Insulin is a hormone produced by the pancreas that moves glucose into our cells to be converted to fuel. If there’s a problem with this, our body begins to struggle. Think of insulin as the key that unlocks the door to the cells.
How do you develop diabetes?
One of the reasons women are the focus of this year’s campaign is that traditional gender roles and power dynamics in society have left women vulnerable to a lack of diagnosis, particularly in developing countries. Inequalities, such as a lack of education, or access to good nutrition, put them at risk.
While socioeconomic disadvantages increase vulnerability to diabetes, they aren’t the only factor. Unhealthy lifestyles are a major player in the development of the condition. Thankfully, diabetes can be managed if detected early, but a lack of a diagnosis could lead to other health complications. This means that having check-ups where symptoms can be detected are important, and an eye test is one example of such an examination.
Does diabetes affect eyesight?
While blurry vision can sometimes be a sign of diabetes, there are also several eye conditions that diabetes can lead to, if left untreated. Diabetic retinopathy is the most common cause of vision loss among people with diabetes and is the leading cause of blindness among working-age adults. This condition also leads to diabetic macular edema, a swelling in an area of the retina called the macula.
Adults with diabetes are also 2-5 times more likely to develop cataracts, which could occur at an earlier age than for someone who didn’t have the condition. Diabetes also doubles the risk of glaucoma, with both eye problems increasing the probability of blindness or considerable vision loss.
How can you prevent diabetes?
Fortunately, you can help to prevent type-2 diabetes with some simple lifestyle changes. First, if you tend to go for long periods of time without getting your eyes tested, get into the habit of going for regular check-ups. This should be at the very least every two years. If you’re wearing contact lenses or glasses, eye tests are vital to ensure that they are comfortable and provide the correction you need, but also gives you regular screening for diabetes and other conditions that can be detected through your eyes.

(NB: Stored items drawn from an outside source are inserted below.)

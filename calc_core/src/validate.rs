//! # Form Validation
//!
//! Pure validation of captured input against a calculator's field list.
//! Either every field passes and the caller gets the numeric variable set
//! ready for formula evaluation, or the caller gets a per-field error map
//! and evaluation must not proceed.
//!
//! Validation feedback is expected user input, not a fault: nothing here
//! returns `CalcError`.
//!
//! ## Rules
//!
//! Per field, in declaration order:
//!
//! 1. `required` and blank/absent → "Required"; no further checks for that
//!    field this pass.
//! 2. Number fields with a present value: bound checks produce
//!    "Min {min}" / "Max {max}". Min is checked before max and the later
//!    failure overwrites the earlier one (last-write-wins); config-load
//!    validation rejects `min > max`, so both can never fire on a
//!    well-formed config.
//! 3. Text fields with a present value: "Max length {n}" when the value
//!    exceeds `max_length`. The capture UI also enforces this, but the
//!    engine cannot trust it.
//!
//! On success, blank values become `0` and everything else passes through
//! unchanged, text/select/checkbox values included (the formula may or
//! may not use them).

use std::collections::BTreeMap;

use crate::config::CalculatorConfig;
use crate::eval::Variables;
use crate::schema::{FieldKind, RawValue};

/// Captured input, keyed by field name
pub type ValueMap = BTreeMap<String, RawValue>;

/// Per-field validation messages, keyed by field name
pub type FieldErrors = BTreeMap<String, String>;

/// Validate captured values against the config's field list.
///
/// Pure function: the same config and values always produce the same
/// outcome. Fields absent from `values` are treated as blank.
pub fn validate_values(
    config: &CalculatorConfig,
    values: &ValueMap,
) -> Result<Variables, FieldErrors> {
    let mut errors = FieldErrors::new();

    for field in &config.fields {
        let value = values.get(&field.name);
        let blank = value.map(RawValue::is_blank).unwrap_or(true);

        if field.required && blank {
            errors.insert(field.name.clone(), "Required".to_string());
            continue;
        }

        if blank {
            continue;
        }
        let value = match value {
            Some(v) => v,
            None => continue,
        };

        match &field.kind {
            FieldKind::Number { min, max, .. } => {
                // unparseable text coerces to nothing and, like NaN in a
                // comparison, fails no bound
                if let Some(num) = value.as_number() {
                    let mut message = None;
                    if let Some(min) = min {
                        if num < *min {
                            message = Some(format!("Min {}", min));
                        }
                    }
                    if let Some(max) = max {
                        if num > *max {
                            message = Some(format!("Max {}", max));
                        }
                    }
                    if let Some(message) = message {
                        errors.insert(field.name.clone(), message);
                    }
                }
            }
            FieldKind::Text { max_length } => {
                if let (Some(limit), RawValue::Text(s)) = (max_length, value) {
                    if s.chars().count() > *limit {
                        errors.insert(field.name.clone(), format!("Max length {}", limit));
                    }
                }
            }
            FieldKind::Select { .. } | FieldKind::Radio { .. } | FieldKind::Checkbox => {}
        }
    }

    if !errors.is_empty() {
        return Err(errors);
    }

    let mut variables = Variables::new();
    for field in &config.fields {
        let bound = match values.get(&field.name) {
            Some(v) if !v.is_blank() => v.clone(),
            _ => RawValue::Number(0.0),
        };
        variables.insert(field.name.clone(), bound);
    }
    Ok(variables)
}
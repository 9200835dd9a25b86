//! # Error Types
//!
//! Structured error types for calc_core. Validation feedback for end users
//! is *not* an error here; it travels as a per-field message map (see
//! [`crate::validate`]). `CalcError` covers the faults an operator or the
//! hosting application must handle: bad configs, broken formulas, and
//! store failures.
//!
//! ## Example
//!
//! ```rust
//! use calc_core::errors::{CalcError, CalcResult};
//!
//! fn require_slug(slug: &str) -> CalcResult<()> {
//!     if slug.is_empty() {
//!         return Err(CalcError::invalid_config("<unnamed>", "slug must not be empty"));
//!     }
//!     Ok(())
//! }
//! ```

use serde::{Deserialize, Serialize};
use thiserror::Error;

/// Result type alias for calc_core operations
pub type CalcResult<T> = Result<T, CalcError>;

/// Structured error type for engine operations.
///
/// Each variant provides specific context about what went wrong,
/// enabling programmatic error handling by API consumers.
#[derive(Error, Debug, Clone, Serialize, Deserialize, PartialEq)]
#[serde(tag = "type", content = "details")]
pub enum CalcError {
    /// No calculator exists under the requested slug
    #[error("Calculator not found: '{slug}'")]
    ConfigNotFound { slug: String },

    /// A calculator definition failed structural validation
    #[error("Invalid calculator config '{slug}': {reason}")]
    InvalidConfig { slug: String, reason: String },

    /// A formula could not be parsed
    #[error("Formula parse error at offset {offset}: {reason}")]
    FormulaParse { offset: usize, reason: String },

    /// A formula referenced a variable that was not bound
    #[error("Unknown variable in formula: '{name}'")]
    UnknownVariable { name: String },

    /// A formula evaluated against a value it cannot use numerically
    #[error("Evaluation error: {reason}")]
    Evaluation { reason: String },

    /// The external store failed
    #[error("Store error during {operation}: {reason}")]
    Store { operation: String, reason: String },

    /// JSON serialization/deserialization error
    #[error("Serialization error: {reason}")]
    SerializationError { reason: String },

    /// Generic internal error (should be rare)
    #[error("Internal error: {message}")]
    Internal { message: String },
}

impl CalcError {
    /// Create a ConfigNotFound error
    pub fn config_not_found(slug: impl Into<String>) -> Self {
        CalcError::ConfigNotFound { slug: slug.into() }
    }

    /// Create an InvalidConfig error
    pub fn invalid_config(slug: impl Into<String>, reason: impl Into<String>) -> Self {
        CalcError::InvalidConfig {
            slug: slug.into(),
            reason: reason.into(),
        }
    }

    /// Create a FormulaParse error
    pub fn formula_parse(offset: usize, reason: impl Into<String>) -> Self {
        CalcError::FormulaParse {
            offset,
            reason: reason.into(),
        }
    }

    /// Create an UnknownVariable error
    pub fn unknown_variable(name: impl Into<String>) -> Self {
        CalcError::UnknownVariable { name: name.into() }
    }

    /// Create an Evaluation error
    pub fn evaluation(reason: impl Into<String>) -> Self {
        CalcError::Evaluation {
            reason: reason.into(),
        }
    }

    /// Create a Store error
    pub fn store(operation: impl Into<String>, reason: impl Into<String>) -> Self {
        CalcError::Store {
            operation: operation.into(),
            reason: reason.into(),
        }
    }

    /// True for errors the session contains locally ("no result" rather
    /// than a failed load). Only store failures block the primary flow.
    pub fn is_contained(&self) -> bool {
        matches!(
            self,
            CalcError::FormulaParse { .. }
                | CalcError::UnknownVariable { .. }
                | CalcError::Evaluation { .. }
        )
    }

    /// Get a short error code for programmatic handling
    pub fn error_code(&self) -> &'static str {
        match self {
            CalcError::ConfigNotFound { .. } => "CONFIG_NOT_FOUND",
            CalcError::InvalidConfig { .. } => "INVALID_CONFIG",
            CalcError::FormulaParse { .. } => "FORMULA_PARSE",
            CalcError::UnknownVariable { .. } => "UNKNOWN_VARIABLE",
            CalcError::Evaluation { .. } => "EVALUATION",
            CalcError::Store { .. } => "STORE_ERROR",
            CalcError::SerializationError { .. } => "SERIALIZATION_ERROR",
            CalcError::Internal { .. } => "INTERNAL_ERROR",
        }
    }
}

#[cfg(test)]
mod tests {
    use super::*;

    #[test]
    fn test_error_serialization() {
        let error = CalcError::invalid_config("bmi", "duplicate field 'weightKg'");
        let json = serde_json::to_string(&error).unwrap();
        let roundtrip: CalcError = serde_json::from_str(&json).unwrap();
        assert_eq!(error, roundtrip);
    }

    #[test]
    fn test_error_codes() {
        assert_eq!(
            CalcError::config_not_found("emi").error_code(),
            "CONFIG_NOT_FOUND"
        );
        assert_eq!(
            CalcError::unknown_variable("rate").error_code(),
            "UNKNOWN_VARIABLE"
        );
    }

    #[test]
    fn test_containment() {
        assert!(CalcError::unknown_variable("x").is_contained());
        assert!(CalcError::evaluation("text value is not numeric").is_contained());
        assert!(!CalcError::store("fetch_by_slug", "timeout").is_contained());
    }
}
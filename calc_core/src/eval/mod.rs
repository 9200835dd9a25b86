//! # Formula Evaluation
//!
//! Compiles and evaluates operator-authored arithmetic formulas against
//! named variables. Formula text is treated as untrusted input: the
//! parser only admits arithmetic, the fixed math-function table, and
//! variable references, so no file or network access is reachable from
//! evaluation.
//!
//! ## Semantics
//!
//! - Results are `f64`. A non-finite outcome (division by zero, domain
//!   errors like `sqrt(-1)`) collapses to the NaN sentinel and is returned
//!   as `Ok(f64::NAN)`: "no result to display", not a fault.
//! - A malformed formula or an unbound variable is a hard `Err` local to
//!   the call; the session contains it (see [`crate::session`]).
//! - Optional precision rounds half away from zero at the float boundary:
//!   `(v * 10^p).round() / 10^p`.
//!
//! ## Example
//!
//! ```rust
//! use calc_core::eval::{evaluate, Variables};
//! use calc_core::schema::RawValue;
//!
//! let mut vars = Variables::new();
//! vars.insert("weightKg".to_string(), RawValue::Number(70.0));
//! vars.insert("heightM".to_string(), RawValue::Number(1.75));
//!
//! let bmi = evaluate("weightKg / (heightM * heightM)", &vars, Some(1)).unwrap();
//! assert_eq!(bmi, 22.9);
//! ```

pub mod parser;
pub mod token;

use std::collections::{BTreeMap, BTreeSet};

use crate::errors::{CalcError, CalcResult};
use crate::schema::RawValue;

use parser::Expr;

pub use parser::BinaryOp;

/// Evaluation context: variable name to captured value.
///
/// Values need not all be numeric; text/select/checkbox values pass
/// through the validator unchanged, but any variable the formula actually
/// touches must coerce to a number.
pub type Variables = BTreeMap<String, RawValue>;

/// A compiled formula, ready to evaluate against a variable set.
///
/// Compilation is cheap; callers may compile per evaluation or hold one
/// per config.
#[derive(Debug, Clone)]
pub struct Formula {
    text: String,
    ast: Expr,
}

impl Formula {
    /// Parse formula text into an evaluable form.
    pub fn compile(text: &str) -> CalcResult<Formula> {
        let tokens = token::tokenize(text)?;
        let ast = parser::parse(&tokens, text.len())?;
        Ok(Formula {
            text: text.to_string(),
            ast,
        })
    }

    /// The original formula text
    pub fn text(&self) -> &str {
        &self.text
    }

    /// Free variables referenced by the formula, excluding the built-in
    /// constants `pi` and `e`. Config validation checks these against the
    /// field list.
    pub fn free_variables(&self) -> BTreeSet<String> {
        let mut names = BTreeSet::new();
        collect_variables(&self.ast, &mut names);
        names.remove("pi");
        names.remove("e");
        names
    }

    /// Evaluate against a variable set.
    ///
    /// Returns `Ok(f64::NAN)` for non-finite outcomes and `Err` only for
    /// unbound or non-numeric variables.
    pub fn eval(&self, vars: &Variables) -> CalcResult<f64> {
        let value = eval_expr(&self.ast, vars)?;
        if value.is_finite() {
            Ok(value)
        } else {
            Ok(f64::NAN)
        }
    }
}

/// Compile and evaluate in one call, with optional rounding.
///
/// This is the evaluator contract in one function:
/// `evaluate(formulaText, variables, precision) -> number`.
pub fn evaluate(formula: &str, vars: &Variables, precision: Option<u32>) -> CalcResult<f64> {
    let compiled = Formula::compile(formula)?;
    let value = compiled.eval(vars)?;
    if value.is_nan() {
        return Ok(value);
    }
    Ok(match precision {
        Some(p) => round_to(value, p),
        None => value,
    })
}

/// Round to `precision` decimal places: multiply up, round to nearest
/// integer (half away from zero), divide back.
pub fn round_to(value: f64, precision: u32) -> f64 {
    let factor = 10f64.powi(precision as i32);
    (value * factor).round() / factor
}

fn collect_variables(expr: &Expr, out: &mut BTreeSet<String>) {
    match expr {
        Expr::Number(_) => {}
        Expr::Variable(name) => {
            out.insert(name.clone());
        }
        Expr::Neg(inner) => collect_variables(inner, out),
        Expr::Binary { lhs, rhs, .. } => {
            collect_variables(lhs, out);
            collect_variables(rhs, out);
        }
        Expr::Call { args, .. } => {
            for arg in args {
                collect_variables(arg, out);
            }
        }
    }
}

fn eval_expr(expr: &Expr, vars: &Variables) -> CalcResult<f64> {
    match expr {
        Expr::Number(n) => Ok(*n),
        Expr::Variable(name) => lookup(name, vars),
        Expr::Neg(inner) => Ok(-eval_expr(inner, vars)?),
        Expr::Binary { op, lhs, rhs } => {
            let lhs = eval_expr(lhs, vars)?;
            let rhs = eval_expr(rhs, vars)?;
            Ok(op.apply(lhs, rhs))
        }
        Expr::Call { func, args } => {
            let mut evaluated = Vec::with_capacity(args.len());
            for arg in args {
                evaluated.push(eval_expr(arg, vars)?);
            }
            Ok(func.apply(&evaluated))
        }
    }
}

fn lookup(name: &str, vars: &Variables) -> CalcResult<f64> {
    if let Some(raw) = vars.get(name) {
        return raw.as_number().ok_or_else(|| {
            CalcError::evaluation(format!("variable '{}' is not numeric", name))
        });
    }
    // variables shadow constants; constants only apply when unbound
    match name {
        "pi" => Ok(std::f64::consts::PI),
        "e" => Ok(std::f64::consts::E),
        _ => Err(CalcError::unknown_variable(name)),
    }
}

Healthy diet and exercise are important for preventing the onset of type-2 diabetes. Eating food that is high in fibre and switching from white pasta and rice to wholegrain, are just 2 ways of changing your diet for the better. You don’t need to intensively exercise; even 30 minutes or more of brisk walking a day is known to be beneficial in avoiding diabetes.
If you haven’t been for an eye test in the past 2 years, make it a priority. Not only is it important for your vision, but it can help detect conditions early, meaning that you can treat diabetes before it starts to have a serious impact on your health.